Por fim, consideramos que não estamos trabalhando sozinhos, mas indiscutivelmente somos poucos, no trabalho e na crença de que integrar, aproximar, quebrar paradigmas são uma causa e causas que geram movimento resultam em transformação. E são transformações radicais, essas que nos deparamos todo ano, que no Aurélio é a mesma coisa que revolução. E isso é o principal. Mas “… um galo sozinho não tece a manhã…” como poetiza João Cabral de Melo Neto. E sendo assim toda aproximação, todo trabalho compartilhado, toda troca é possibilidade de continuidade.

O que temos aqui?
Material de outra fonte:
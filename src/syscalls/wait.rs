/*!
 * Waitid Syscall
 * Top-level orchestration of a wait call plus the ABI shim that brackets
 * the suspension point with independent user-pointer validations
 */

use crate::core::types::{Address, Pid};
use crate::memory::UserMemory;
use crate::process::table::ProcessTable;
use crate::process::types::ThreadState;
use crate::syscalls::types::{Errno, WaitidParams, WAITID_PARAMS_BYTES};
use crate::wait::blocker::WaitBlocker;
use crate::wait::reaper;
use crate::wait::status::{StatusRecord, STATUS_RECORD_BYTES};
use crate::wait::types::{
    ChildSelector, WaitError, WaitOptions, WaitOutcome, WaitResult, WaitSpecification, WaitTarget,
};
use log::{debug, warn};
use std::sync::Arc;

/// Executes wait syscalls against the process table and user memory
pub struct SyscallExecutor {
    table: Arc<ProcessTable>,
    memory: Arc<UserMemory>,
    blocker: WaitBlocker,
}

impl SyscallExecutor {
    pub fn new(table: Arc<ProcessTable>, memory: Arc<UserMemory>) -> Self {
        let blocker = WaitBlocker::new(Arc::clone(&table));
        Self {
            table,
            memory,
            blocker,
        }
    }

    /// Signal-delivery hook: abort any wait `pid` is currently blocked in
    pub fn interrupt(&self, pid: Pid) {
        self.blocker.interrupt(pid);
    }

    /// The wait operation proper. `Ok(None)` is the non-blocking
    /// nothing-ready outcome.
    pub fn do_waitid(
        &self,
        caller: Pid,
        selector: ChildSelector,
        options: WaitOptions,
    ) -> WaitResult<Option<StatusRecord>> {
        let spec = WaitSpecification::resolve(selector, options)?;

        // Advisory pre-checks under the registry lock. An exact pid may
        // still vanish before the blocker runs; that case reproduces the
        // same error after wake.
        match spec.target {
            WaitTarget::Process(pid) => {
                if !self.table.exists(pid) {
                    return Err(WaitError::NoSuchChild(pid));
                }
            }
            WaitTarget::AnyChild => {
                if self.table.children_of(caller).is_empty() {
                    return Err(WaitError::NoChildren(caller));
                }
            }
        }

        let satisfied_by = match self.blocker.block(caller, &spec) {
            WaitOutcome::WouldBlock => return Ok(None),
            WaitOutcome::Interrupted => return Err(WaitError::Interrupted),
            WaitOutcome::Satisfied(pid) => pid,
        };

        // Re-acquire the registry lock and re-resolve: the satisfying pid
        // may have been reaped by a concurrent waiter in the meantime.
        let mut inner = self.table.lock();
        let (is_dead, state, stop_signal, uid) = {
            let Some(desc) = inner.processes.get(&satisfied_by) else {
                return Err(WaitError::NoSuchChild(satisfied_by));
            };
            (
                desc.is_dead(),
                desc.state(),
                desc.main_thread().and_then(|t| t.stop_signal),
                desc.uid,
            )
        };

        if is_dead {
            return reaper::reap(&mut inner, satisfied_by, &self.memory).map(Some);
        }

        if !options.non_blocking() && state != ThreadState::Stopped && !options.report_continued()
        {
            // Satisfied by a stop, but the child raced back to running
            // before we re-acquired the lock
            warn!(
                "blocking wait by {} observed {} in state {:?} after wake",
                caller, satisfied_by, state
            );
        }
        StatusRecord::from_live_state(satisfied_by, uid, state, stop_signal).map(Some)
    }

    /// ABI entry point. Returns 0 with the status record written to the
    /// destination, or a negative errno with the destination untouched
    /// (beyond the initial writability probe).
    pub fn sys_waitid(&self, caller: Pid, params_addr: Address) -> i32 {
        let raw = match self.memory.copy_in(caller, params_addr, WAITID_PARAMS_BYTES) {
            Ok(raw) => raw,
            Err(err) => {
                debug!("waitid params copy-in failed for {}: {}", caller, err);
                return Errno::Fault.as_return();
            }
        };
        let Ok(bytes) = <[u8; WAITID_PARAMS_BYTES]>::try_from(raw.as_slice()) else {
            return Errno::Fault.as_return();
        };
        let params = WaitidParams::decode(&bytes);
        debug!(
            "waitid(caller={}, idtype={}, id={}, infop={:#x}, options={:#x})",
            caller, params.idtype, params.id, params.infop, params.options
        );

        // Probe the destination before any chance of blocking
        if self
            .memory
            .validate_write(caller, params.infop, STATUS_RECORD_BYTES)
            .is_err()
        {
            return Errno::Fault.as_return();
        }

        let selector = match ChildSelector::from_raw(params.idtype, params.id) {
            Ok(selector) => selector,
            Err(err) => return Errno::from(&err).as_return(),
        };
        let options = WaitOptions::from_raw(params.options);

        let record = match self.do_waitid(caller, selector, options) {
            Ok(Some(record)) => record,
            Ok(None) => StatusRecord::zeroed(),
            Err(err) => return Errno::from(&err).as_return(),
        };

        // The registry lock was dropped while blocked, so another thread
        // may have unmapped or reprotected the destination. Validation
        // performed before blocking proves nothing now; probe again.
        if self
            .memory
            .validate_write(caller, params.infop, STATUS_RECORD_BYTES)
            .is_err()
        {
            return Errno::Fault.as_return();
        }
        if self
            .memory
            .copy_out(caller, params.infop, &record.encode())
            .is_err()
        {
            return Errno::Fault.as_return();
        }
        0
    }
}
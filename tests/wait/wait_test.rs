/*!
 * Wait Operation Tests
 * End-to-end scenarios against the wait orchestration layer
 */

use pretty_assertions::assert_eq;
use procwait::{
    ChildSelector, ExitStatus, ProcessTable, Signal, StatusCode, SyscallExecutor, UserMemory,
    WaitError, WaitOptions,
};
use std::sync::Arc;
use std::thread;
use std::time::Duration;

fn setup() -> (Arc<ProcessTable>, Arc<SyscallExecutor>) {
    let table = Arc::new(ProcessTable::new());
    let memory = Arc::new(UserMemory::new());
    let executor = Arc::new(SyscallExecutor::new(Arc::clone(&table), memory));
    (table, executor)
}

#[test]
fn test_exit_then_wait_end_to_end() {
    let (table, executor) = setup();
    let a = table.spawn("a", None, 100).unwrap();
    let b = table.spawn("b", Some(a), 100).unwrap();

    // B still alive: non-blocking probe reports nothing ready
    let probe = WaitOptions::EXITED | WaitOptions::NOHANG;
    assert_eq!(executor.do_waitid(a, ChildSelector::All, probe), Ok(None));

    table.exit(b, ExitStatus::Exited(7)).unwrap();

    let record = executor
        .do_waitid(a, ChildSelector::All, WaitOptions::EXITED)
        .unwrap()
        .unwrap();
    assert_eq!(record.signal, Signal::SIGCHLD.number());
    assert_eq!(record.pid, b);
    assert_eq!(record.uid, 100);
    assert_eq!(record.code, StatusCode::Exited as u32);
    assert_eq!(record.value, 7);

    // B was reaped: waiting on it again fails
    assert_eq!(
        executor.do_waitid(a, ChildSelector::Pid(b), WaitOptions::EXITED),
        Err(WaitError::NoSuchChild(b))
    );
    assert!(!table.exists(b));
}

#[test]
fn test_wait_on_stopped_child_leaves_it_registered() {
    let (table, executor) = setup();
    let a = table.spawn("a", None, 0).unwrap();
    let b = table.spawn("b", Some(a), 0).unwrap();

    table.stop(b, Signal::SIGTSTP).unwrap();

    let record = executor
        .do_waitid(a, ChildSelector::Pid(b), WaitOptions::EXITED)
        .unwrap()
        .unwrap();
    assert_eq!(record.pid, b);
    assert_eq!(record.code, StatusCode::Stopped as u32);
    assert_eq!(record.value, Signal::SIGTSTP.number() as i32);

    // Stop reporting does not reap
    assert!(table.exists(b));

    // The stop state persists, so another wait observes it again
    let record = executor
        .do_waitid(a, ChildSelector::All, WaitOptions::EXITED)
        .unwrap()
        .unwrap();
    assert_eq!(record.code, StatusCode::Stopped as u32);
}

#[test]
fn test_blocking_wait_wakes_on_exit() {
    let (table, executor) = setup();
    let a = table.spawn("a", None, 0).unwrap();
    let b = table.spawn("b", Some(a), 0).unwrap();

    let executor2 = Arc::clone(&executor);
    let waiter =
        thread::spawn(move || executor2.do_waitid(a, ChildSelector::All, WaitOptions::EXITED));

    thread::sleep(Duration::from_millis(50));
    table.exit(b, ExitStatus::Killed(Signal::SIGKILL)).unwrap();

    let record = waiter.join().unwrap().unwrap().unwrap();
    assert_eq!(record.pid, b);
    assert_eq!(record.code, StatusCode::Killed as u32);
    assert_eq!(record.value, Signal::SIGKILL.number() as i32);
}

#[test]
fn test_continue_before_registration_is_invisible() {
    let (table, executor) = setup();
    let a = table.spawn("a", None, 0).unwrap();
    let b = table.spawn("b", Some(a), 0).unwrap();

    table.stop(b, Signal::SIGSTOP).unwrap();
    table.resume(b).unwrap();

    // The continue already happened; a fresh non-blocking wait sees a
    // running child and nothing ready, even when asking for continues
    let options = WaitOptions::EXITED | WaitOptions::CONTINUED | WaitOptions::NOHANG;
    assert_eq!(executor.do_waitid(a, ChildSelector::All, options), Ok(None));
}

#[test]
fn test_parked_continued_waiter_reports_continue_race() {
    let (table, executor) = setup();
    let a = table.spawn("a", None, 0).unwrap();
    let b = table.spawn("b", Some(a), 0).unwrap();

    let executor2 = Arc::clone(&executor);
    let options = WaitOptions::EXITED | WaitOptions::CONTINUED;
    let waiter = thread::spawn(move || executor2.do_waitid(a, ChildSelector::Pid(b), options));

    thread::sleep(Duration::from_millis(50));
    // Stop wakes the waiter; the immediate resume can beat its re-lock, in
    // which case it observes a running child and reports Continued
    table.stop(b, Signal::SIGSTOP).unwrap();
    table.resume(b).unwrap();

    let record = waiter.join().unwrap().unwrap().unwrap();
    assert_eq!(record.pid, b);
    assert!(
        record.code == StatusCode::Stopped as u32 || record.code == StatusCode::Continued as u32
    );
    assert_eq!(record.value, Signal::SIGSTOP.number() as i32);
    assert!(table.exists(b));
}

#[test]
fn test_waiting_with_no_children_fails() {
    let (table, executor) = setup();
    let a = table.spawn("a", None, 0).unwrap();

    assert_eq!(
        executor.do_waitid(a, ChildSelector::All, WaitOptions::EXITED),
        Err(WaitError::NoChildren(a))
    );
    assert_eq!(
        executor.do_waitid(
            a,
            ChildSelector::All,
            WaitOptions::EXITED | WaitOptions::NOHANG
        ),
        Err(WaitError::NoChildren(a))
    );
}

#[test]
fn test_group_selector_rejected_without_registering() {
    let (table, executor) = setup();
    let a = table.spawn("a", None, 0).unwrap();
    let _b = table.spawn("b", Some(a), 0).unwrap();

    let err = executor.do_waitid(a, ChildSelector::Group(1), WaitOptions::EXITED);
    assert!(matches!(err, Err(WaitError::InvalidArgument(_))));
    assert_eq!(table.waiter_count(), 0);
}

#[test]
fn test_any_child_reaps_each_dead_child_once() {
    let (table, executor) = setup();
    let a = table.spawn("a", None, 0).unwrap();
    let c1 = table.spawn("c1", Some(a), 0).unwrap();
    let c2 = table.spawn("c2", Some(a), 0).unwrap();

    table.exit(c1, ExitStatus::Exited(1)).unwrap();
    table.exit(c2, ExitStatus::Exited(2)).unwrap();

    let mut seen = Vec::new();
    for _ in 0..2 {
        let record = executor
            .do_waitid(a, ChildSelector::All, WaitOptions::EXITED)
            .unwrap()
            .unwrap();
        seen.push((record.pid, record.value));
    }
    seen.sort_unstable();
    assert_eq!(seen, vec![(c1, 1), (c2, 2)]);

    // Both reaped: no waitable children remain
    assert_eq!(
        executor.do_waitid(a, ChildSelector::All, WaitOptions::EXITED),
        Err(WaitError::NoChildren(a))
    );
}
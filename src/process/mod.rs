/*!
 * Process Module
 * Process descriptors, the lock-guarded registry, and lifecycle transitions
 */

pub mod lifecycle;
pub mod table;
pub mod types;

pub use table::ProcessTable;
pub use types::{
    ExitStatus, ProcessDescriptor, ProcessError, ProcessResult, ProcessSnapshot, ThreadDescriptor,
    ThreadState,
};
Vinte e três anos. O que se faz em um dia? Muito! Enlaçamos corpos, cruzamos braços, enrugamos testa, produzimos textos, reproduzimos atos, fazemos e desfazemos. E em 23 anos, o que se faz? Basicamente? Harmoniza-se o compasso! Continuamente! Zelosos para que um leve desafino – e desatino – não espalhe o que está junto.

São dois mil e poucos quilômetros e vejam bem, somos do tempo do fax. Quando ligar para a Argentina era quase um ato terrorista. Esse é o contexto desse projeto. Mesmo nesse mundo acadêmico onde as produções devem virar títulos e as relações pessoais são escassas, onde trabalhamos “à beça” e nos aposentamos exaustos, consideramos que projetos que envolvam diretamente gente necessitam de … comida. É na mesa, no encontro sem tempo, sem ata, que se dá o sustento daquilo que é visível e importante para a Instituição.
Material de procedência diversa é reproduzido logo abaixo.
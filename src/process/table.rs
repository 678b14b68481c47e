/*!
 * Process Table
 * The global lock-guarded registry: pid -> descriptor, plus the
 * wait-interest registrations that must be serialized with it
 */

use crate::core::limits::MAX_PROCESSES;
use crate::core::types::{Pid, Uid};
use crate::process::types::{ProcessDescriptor, ProcessError, ProcessResult, ProcessSnapshot};
use crate::wait::blocker::WaitRegistration;
use log::info;
use parking_lot::{Mutex, MutexGuard};
use std::collections::HashMap;
use std::sync::atomic::{AtomicU32, Ordering};
use std::sync::Arc;

/// Everything the registry lock guards.
///
/// Wait-interest registrations live behind the same lock as the descriptors
/// they watch, so "check current state" and "register interest" compose into
/// one critical section and a concurrent transition can never slip between
/// them.
pub(crate) struct TableInner {
    pub(crate) processes: HashMap<Pid, ProcessDescriptor>,
    pub(crate) waiters: Vec<Arc<WaitRegistration>>,
}

impl TableInner {
    pub(crate) fn children_of(&self, parent: Pid) -> Vec<Pid> {
        let mut pids: Vec<Pid> = self
            .processes
            .values()
            .filter(|d| d.parent == Some(parent))
            .map(|d| d.pid)
            .collect();
        pids.sort_unstable();
        pids
    }
}

/// Lock-guarded global process registry.
///
/// Single source of truth for process existence and state in this
/// subsystem. Insertion happens at spawn, removal only inside the reap
/// critical section.
pub struct ProcessTable {
    inner: Mutex<TableInner>,
    next_pid: AtomicU32,
}

impl ProcessTable {
    pub fn new() -> Self {
        Self {
            inner: Mutex::new(TableInner {
                processes: HashMap::new(),
                waiters: Vec::new(),
            }),
            next_pid: AtomicU32::new(1),
        }
    }

    pub(crate) fn lock(&self) -> MutexGuard<'_, TableInner> {
        self.inner.lock()
    }

    /// Insert-at-create transactional operation. The new process starts
    /// with a single runnable main thread (tid == pid).
    pub fn spawn(&self, name: &str, parent: Option<Pid>, uid: Uid) -> ProcessResult<Pid> {
        let mut inner = self.lock();
        if inner.processes.len() >= MAX_PROCESSES {
            return Err(ProcessError::ProcessLimitExceeded {
                current: inner.processes.len(),
                limit: MAX_PROCESSES,
            });
        }
        let pid = self.next_pid.fetch_add(1, Ordering::Relaxed);
        inner
            .processes
            .insert(pid, ProcessDescriptor::new(pid, name.to_string(), parent, uid));
        info!("spawned process {} ({:?}) parent={:?} uid={}", pid, name, parent, uid);
        Ok(pid)
    }

    pub fn exists(&self, pid: Pid) -> bool {
        self.lock().processes.contains_key(&pid)
    }

    pub fn lookup(&self, pid: Pid) -> Option<ProcessSnapshot> {
        self.lock().processes.get(&pid).map(ProcessSnapshot::from)
    }

    /// Pids of all live children of `parent`, sorted for determinism
    pub fn children_of(&self, parent: Pid) -> Vec<Pid> {
        self.lock().children_of(parent)
    }

    pub fn process_count(&self) -> usize {
        self.lock().processes.len()
    }

    /// Number of currently registered waiters (diagnostics)
    pub fn waiter_count(&self) -> usize {
        self.lock().waiters.len()
    }
}

impl Default for ProcessTable {
    fn default() -> Self {
        Self::new()
    }
}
Os Acordos são firmados pelas Autoridades. Entre um ato e outro, vira realidade. Cumpra-se! Agora, entre os atos e os fatos, o que vemos é a mesa, a comida. Como diria Bandeira, “Que importa a paisagem, a Glória, a baía, a linha do horizonte? O que eu vejo é o beco”. O que vemos são rostos, com nome, endereço… É o peixe, a empanada, o caminho com campos a perder de vista. Vemos e conhecemos o “beco”, com todo seu realismo. Sem lirismo.  Este projeto tem sido feito assim, desde o início, quando mandávamos telegrama ou fax era impossível ser estritamente formal e profissional, sempre no meio de uma linha ou outra lá estava uma mensagem subliminar, uma beijoca, um abraço mais caloroso.

Quando o Belgrano fez 70 anos, nos comovemos, pois a emoção dos nossos companheiros de Córdoba ao falarem da escola, nos enternece. E quando nos relatam sobre a escola na época da ditadura militar, nos revoltamos, como se aqueles estudantes desaparecidos fossem os nossos com sua meninice perdida.
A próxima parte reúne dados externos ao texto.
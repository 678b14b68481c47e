/*!
 * Syscall Types
 * Errno values and the packed waitid parameter block
 */

use crate::core::types::{Address, Pid};
use crate::wait::types::WaitError;
use log::error;
use serde::{Deserialize, Serialize};

/// Error numbers returned (negated) across the syscall boundary,
/// Linux-compatible values
#[derive(Debug, Clone, Copy, PartialEq, Eq, Serialize, Deserialize)]
#[serde(rename_all = "snake_case")]
#[repr(i32)]
pub enum Errno {
    /// Interrupted system call
    Intr = 4,
    /// No child processes
    Child = 10,
    /// Bad address
    Fault = 14,
    /// Invalid argument
    Inval = 22,
}

impl Errno {
    /// The negative return value user space sees
    pub const fn as_return(self) -> i32 {
        -(self as i32)
    }
}

impl From<&WaitError> for Errno {
    fn from(err: &WaitError) -> Self {
        match err {
            WaitError::InvalidArgument(_) => Errno::Inval,
            WaitError::NoSuchChild(_) | WaitError::NoChildren(_) => Errno::Child,
            WaitError::Interrupted => Errno::Intr,
            WaitError::BadAddress(_) => Errno::Fault,
            WaitError::InvariantViolation { .. } => {
                // State-machine corruption: loudly reported, conservatively
                // surfaced as EINVAL instead of undefined behavior
                error!("lifecycle invariant violation surfaced to caller: {}", err);
                Errno::Inval
            }
        }
    }
}

/// Wire size of the packed parameter block: idtype u32, id u32,
/// infop u64, options u32, little-endian
pub const WAITID_PARAMS_BYTES: usize = 20;

/// Decoded waitid parameter block, copied in from user memory
#[derive(Debug, Clone, Copy, PartialEq, Eq)]
pub struct WaitidParams {
    pub idtype: u32,
    pub id: Pid,
    pub infop: Address,
    pub options: u32,
}

impl WaitidParams {
    pub fn decode(bytes: &[u8; WAITID_PARAMS_BYTES]) -> Self {
        Self {
            idtype: u32::from_le_bytes([bytes[0], bytes[1], bytes[2], bytes[3]]),
            id: u32::from_le_bytes([bytes[4], bytes[5], bytes[6], bytes[7]]),
            infop: u64::from_le_bytes([
                bytes[8], bytes[9], bytes[10], bytes[11], bytes[12], bytes[13], bytes[14],
                bytes[15],
            ]) as Address,
            options: u32::from_le_bytes([bytes[16], bytes[17], bytes[18], bytes[19]]),
        }
    }

    pub fn encode(&self) -> [u8; WAITID_PARAMS_BYTES] {
        let mut bytes = [0u8; WAITID_PARAMS_BYTES];
        bytes[0..4].copy_from_slice(&self.idtype.to_le_bytes());
        bytes[4..8].copy_from_slice(&self.id.to_le_bytes());
        bytes[8..16].copy_from_slice(&(self.infop as u64).to_le_bytes());
        bytes[16..20].copy_from_slice(&self.options.to_le_bytes());
        bytes
    }
}
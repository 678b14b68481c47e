/*!
 * Syscalls Module
 * ABI types and the waitid entry point
 */

pub mod types;
pub mod wait;

pub use types::{Errno, WaitidParams, WAITID_PARAMS_BYTES};
pub use wait::SyscallExecutor;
A integração que forjamos é teórica. Requer pesquisa, leitura, produção textual. Somos teóricos mas somos do movimento, de la calle! Ao estudarmos a Reforma Universitária de Córdoba nos empolgamos. Ela nos remete a tempos que não fazem parte diretamente da política do nosso país. Mas foi fundamental para forjar a educação pública, laica, gratuita das instituições universitárias da América do Sul. Nossas bandeiras, nossas reivindicações possuem uma mesma origem, buscam um mesmo ideal.

Este projeto, considerado atividade permanente dentro do CA, assim com nome e rosto, se torna um projeto de muitos. Envolve-se a escola, envolvem-se os estudantes e envolvidas são as famílias. O que mais pode ser dito para quem não vive esse “projeto”? Que temos sido fiéis. Fiéis ao legado. Fiéis à ideia. A essência. Ao sonho. Ao amor, enamorados que somos por essa história.

Os relatórios, empilhados no armário, parecem quando estamos em plena refrega esqueletos de tempos idos, mas quando por um motivo qualquer os abrimos já não podemos deixá-los, nos detemos e ao folheá-los recuperamos o fio, a ideia, o amor. E seguimos.